DB Design Question. Over denormailising to One To One Mappings.

Posted on 2005-04-19
Last Modified: 2010-03-19
Just looking for opinions on this design issue. Our database contains different types of documents (artiles,whitepapers etc) stored in the tables
Document (DocumentID,dateWritten,author,AdminCountryid,dateAvailable,format,price.....)
DocumentLocal (LocalID,DocumentID,title,Publishingcountryid,dateAvailable,priceband,....)

Where the Document contains header details about a document and DocumentLocal contains information about local verions of the document. For example some documents might have different titles or prices for different countries. Traditionally all these documents where available only
in hard copy format. Now some of these documents will become exclusively available online in digital format, some will remain only in hardcopy format and some in both format. This also applies to the local version

The design I inherited was to extend Document, and DocumentLocal with bit fields to determine format and create a new table for Digital Documents.
Proposed solution
Document (DocumentID,DateWritten,Author,AdminCountryid,isSoftCopy,isHardCopy,DateAvailable, Format, Price...)
DocumentLocal (LocalID,DocumentID,title,Publishingcountryid,isHardCopy,HardCopydateAvailable, HardCopypriceband,isSoftCopy,SoftCopyDateAvailable,softCopyPriceband....)
So the Document table is made up of details common to the soft and hard copies and all hard copy data if isHardCopy = 1. if isSoftCopy = 1 then there will be a row in DigitalDocuments. This was done mainly because 95% of documents are available in HardCopy version. But this seems wrong to me as the hardcopy version should be treated like the digital and separated out. I would prefer to restructure our DB as follows.

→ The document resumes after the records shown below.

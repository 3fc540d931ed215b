//! Configuration file loader with multi-source merging

use super::file_config::FileConfig;
use figment::{
    Figment,
    providers::{Env, Format, Serialized, Toml},
};
use std::path::{Path, PathBuf};

/// Project-level file names, checked in order
const PROJECT_FILE_NAMES: [&str; 2] = ["transcrew.toml", ".transcrew.toml"];

/// Prefix of environment overrides, e.g. `TRANSCREW_PIPELINE__PASS_THRESHOLD=85`
const ENV_PREFIX: &str = "TRANSCREW_";

/// Configuration loader that handles file discovery and merging
pub struct ConfigLoader;

impl ConfigLoader {
    /// Load configuration from all sources with proper priority
    ///
    /// Priority (highest to lowest):
    /// 1. `TRANSCREW_*` environment variables
    /// 2. Explicit config path (if provided, it must exist)
    /// 3. Project root: `./transcrew.toml` or `./.transcrew.toml`
    /// 4. XDG config: `$XDG_CONFIG_HOME/transcrew/config.toml`
    /// 5. Default values
    pub fn load(config_path: Option<&PathBuf>) -> Result<FileConfig, Box<figment::Error>> {
        if let Some(path) = config_path
            && !path.exists()
        {
            return Err(Box::new(figment::Error::from(format!(
                "config file not found: {}",
                path.display()
            ))));
        }

        let global = Self::global_config_path().filter(|p| p.exists());
        let project = Self::project_config_path();

        Self::layered(
            global.as_deref(),
            project.as_deref(),
            config_path.map(PathBuf::as_path),
        )
        .merge(Env::prefixed(ENV_PREFIX).split("__"))
        .extract()
        .map_err(Box::new)
    }

    /// Defaults overlaid with whichever files are given, lowest priority first
    fn layered(global: Option<&Path>, project: Option<&Path>, explicit: Option<&Path>) -> Figment {
        let mut figment = Figment::new().merge(Serialized::defaults(FileConfig::default()));
        for path in [global, project, explicit].into_iter().flatten() {
            figment = figment.merge(Toml::file(path));
        }
        figment
    }

    /// Load only default configuration (for --no-config)
    pub fn load_defaults() -> FileConfig {
        FileConfig::default()
    }

    /// Get the global config file path
    ///
    /// Returns XDG_CONFIG_HOME/transcrew/config.toml if set,
    /// otherwise the platform config directory.
    pub fn global_config_path() -> Option<PathBuf> {
        dirs::config_dir().map(|d| d.join("transcrew").join("config.toml"))
    }

    /// Get the project-level config file path (if it exists)
    pub fn project_config_path() -> Option<PathBuf> {
        Self::project_config_in(Path::new("."))
    }

    fn project_config_in(dir: &Path) -> Option<PathBuf> {
        PROJECT_FILE_NAMES
            .iter()
            .map(|name| dir.join(name))
            .find(|path| path.exists())
    }

    /// Print the config file locations being used (for debugging)
    pub fn print_config_sources(config_path: Option<&PathBuf>) {
        println!("Configuration sources (in priority order):");

        let overrides: Vec<String> = std::env::vars()
            .map(|(key, _)| key)
            .filter(|key| key.starts_with(ENV_PREFIX))
            .collect();
        if overrides.is_empty() {
            println!("  [     ] Env:     {}*", ENV_PREFIX);
        } else {
            println!("  [FOUND] Env:     {}", overrides.join(", "));
        }

        if let Some(path) = config_path {
            let mark = if path.exists() { "FOUND" } else { "MISSING" };
            println!("  [{:<5}] Explicit: {}", mark, path.display());
        }

        if let Some(path) = Self::project_config_path() {
            println!("  [FOUND] Project: {}", path.display());
        } else {
            println!("  [     ] Project: ./transcrew.toml or ./.transcrew.toml");
        }

        if let Some(path) = Self::global_config_path() {
            if path.exists() {
                println!("  [FOUND] Global:  {}", path.display());
            } else {
                println!("  [     ] Global:  {}", path.display());
            }
        }

        println!("  [     ] Default: built-in defaults");
    }
}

Document (DocumentID,DateWritten,Author,AdminCountryid)
DocumentLocal (LocalID,DocumentID,title,Publishingcountryid)
HardCopyDocument(DocumentID,DateAvailable, Format, Price)
HardCopyDocumentLocal(LocalDocumentID, dateAvailable, Priceband)
DigitalDocumentLocal(LocalDocumentID, dateAvailable, Priceband)

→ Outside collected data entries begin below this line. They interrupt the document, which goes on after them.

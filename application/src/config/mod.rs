//! Application-level configuration.
//!
//! - [`PipelineConfig`]: quality gate and iteration policy for the
//!   translation pipeline, loaded once and shared read-only

pub mod pipeline_config;

pub use pipeline_config::{PipelineConfig, PipelineConfigError};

Is this taking normalisation too far as I have introducted more joins. To get a full documents details you now have to do a left outer join on document, DigitialDocument and hardCopyDocument. Same with their local versions.
Question by:JardIT
    LVL 8

    Assisted Solution

    This would seem to be a more balanced normalisation:-

    Document (DocumentID,DateWritten,Author,AdminCountryid)
    DocumentLocal (LocalID,DocumentID,title,Publishingcountryid)

    DocumentFormats(DocumentID, FormatID, DateAvailable, Format, Priice)
    DocumentFormatsLocal(LocalDocumentID, FormatID, dateAvailable, PriceBand)

    With a Format Table

    FormatID, Format
    1, "HardCopy"
    2, "Digital"

    LVL 2

    Author Comment

    Yea I thaught of that but, and forgive me for not explaining it clearer above, but there some fields that apply to the digital format only. And there is talk that more will be added in the furture that will apply only to the digital format. So if I went with the DocumentFormats table and I need to include some fields that will only be populated when FormatID = Digital. And for 95% of the data these will be nulls but over time will drop as most new documents will have a digital version and when historical documents are retyped in a soft copy.

    So is it a bad thing to have these null fields repeated ?
    LVL 7

    Accepted Solution

    from just looking at table and column names it would seem that the original format of the db would cover hardcopy and electronic versions given the fact that it has a "format" coulmn.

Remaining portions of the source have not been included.